Data entries:

....

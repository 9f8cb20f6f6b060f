// Standard ask/evaluate/tell workflow
// Threads a State through the algorithm, problem and monitors of one tree

use ef_types::{
    scalar, scalar_value, stack_leading, Algorithm, AttributeSpec, Candidates, DeviceMesh, EfResult,
    Hook, HookSet, LocalState, Module, ModuleTree, Monitor, NodeContext, PlacementSpec, Problem, Rng,
    RngKey, Schema, SolutionTransform, State, StepContext, Tensor, WorkflowError,
};
use tracing::{debug, info};

use crate::config::WorkflowConfig;
use crate::control_flow::{select_state, while_loop};
use crate::hooks::{self, HookArgs, MonitorSlot};
use crate::lanes::{self, run_stage};

/// Root attribute holding the number of completed steps.
pub const GENERATION: &str = "generation";
/// Root attribute holding the workflow's random key.
pub const KEY: &str = "key";

const ASK_STREAM: u64 = 1;
const EVAL_STREAM: u64 = 2;
const TELL_STREAM: u64 = 3;

#[derive(Debug, Clone, Copy, PartialEq, Eq)]
pub enum Phase {
    Uninitialized,
    Ready,
}

/// The children of a workflow node.
struct Components {
    algorithm: Box<dyn Algorithm>,
    problem: Box<dyn Problem>,
    monitors: Vec<MonitorSlot>,
    seed: u64,
}

impl Module for Components {
    fn schema(&self) -> Schema {
        Schema::new().mutable(GENERATION).mutable(KEY)
    }

    fn submodules(&self) -> Vec<(&str, &dyn Module)> {
        let mut children = vec![
            ("algorithm", self.algorithm.as_module()),
            ("problem", self.problem.as_module()),
        ];
        children.extend(
            self.monitors
                .iter()
                .map(|slot| (slot.name.as_str(), slot.monitor.as_module())),
        );
        children
    }

    fn init_state(&self, _ctx: &NodeContext, _rng: &mut Rng) -> EfResult<LocalState> {
        Ok(LocalState::new()
            .with(GENERATION, scalar(0.0))
            .with(KEY, RngKey::new(self.seed).to_tensor()))
    }
}

/// Per-lane scratch space carried between the stages of one step.
struct Lane {
    state: State,
    key: RngKey,
    generation: u64,
    candidates: Option<Candidates>,
    fitness: Option<Tensor>,
}

impl Lane {
    fn new(state: State) -> EfResult<Self> {
        let root = state.resolve("")?;
        let key = RngKey::from_tensor(root.tensor(KEY)?)?;
        let generation = scalar_value(root.tensor(GENERATION)?)? as u64;
        Ok(Self {
            state,
            key,
            generation,
            candidates: None,
            fitness: None,
        })
    }

    fn candidates(&self) -> EfResult<&Candidates> {
        self.candidates
            .as_ref()
            .ok_or_else(|| ef_types::internal_error!("candidates read before ask"))
    }

    fn fitness(&self) -> EfResult<&Tensor> {
        self.fitness
            .as_ref()
            .ok_or_else(|| ef_types::internal_error!("fitness read before evaluate"))
    }
}

/// Workflow that composes one algorithm, one problem and any number of
/// monitors, plus an optional solution transform between ask and evaluate.
pub struct StdWorkflow {
    config: WorkflowConfig,
    components: Components,
    transform: Option<Box<dyn SolutionTransform>>,
    tree: ModuleTree,
    algorithm_ctx: NodeContext,
    problem_ctx: NodeContext,
    placement: Option<PlacementSpec>,
    phase: Phase,
}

....

▶ _What the task asks_
The lines above, from the first through the one containing "let key = RngKey::from_tensor(root.tensor(KEY)?)?;", must be restated word for word, with nothing added.

▶ _Solution_
repository 9f8cb20f6f6b060f
// Standard ask/evaluate/tell workflow
// Threads a State through the algorithm, problem and monitors of one tree

use ef_types::{
    scalar, scalar_value, stack_leading, Algorithm, AttributeSpec, Candidates, DeviceMesh, EfResult,
    Hook, HookSet, LocalState, Module, ModuleTree, Monitor, NodeContext, PlacementSpec, Problem, Rng,
    RngKey, Schema, SolutionTransform, State, StepContext, Tensor, WorkflowError,
};
use tracing::{debug, info};

use crate::config::WorkflowConfig;
use crate::control_flow::{select_state, while_loop};
use crate::hooks::{self, HookArgs, MonitorSlot};
use crate::lanes::{self, run_stage};

/// Root attribute holding the number of completed steps.
pub const GENERATION: &str = "generation";
/// Root attribute holding the workflow's random key.
pub const KEY: &str = "key";

const ASK_STREAM: u64 = 1;
const EVAL_STREAM: u64 = 2;
const TELL_STREAM: u64 = 3;

#[derive(Debug, Clone, Copy, PartialEq, Eq)]
pub enum Phase {
    Uninitialized,
    Ready,
}

/// The children of a workflow node.
struct Components {
    algorithm: Box<dyn Algorithm>,
    problem: Box<dyn Problem>,
    monitors: Vec<MonitorSlot>,
    seed: u64,
}

impl Module for Components {
    fn schema(&self) -> Schema {
        Schema::new().mutable(GENERATION).mutable(KEY)
    }

    fn submodules(&self) -> Vec<(&str, &dyn Module)> {
        let mut children = vec![
            ("algorithm", self.algorithm.as_module()),
            ("problem", self.problem.as_module()),
        ];
        children.extend(
            self.monitors
                .iter()
                .map(|slot| (slot.name.as_str(), slot.monitor.as_module())),
        );
        children
    }

    fn init_state(&self, _ctx: &NodeContext, _rng: &mut Rng) -> EfResult<LocalState> {
        Ok(LocalState::new()
            .with(GENERATION, scalar(0.0))
            .with(KEY, RngKey::new(self.seed).to_tensor()))
    }
}

/// Per-lane scratch space carried between the stages of one step.
struct Lane {
    state: State,
    key: RngKey,
    generation: u64,
    candidates: Option<Candidates>,
    fitness: Option<Tensor>,
}

impl Lane {
    fn new(state: State) -> EfResult<Self> {
        let root = state.resolve("")?;
        let key = RngKey::from_tensor(root.tensor(KEY)?)?;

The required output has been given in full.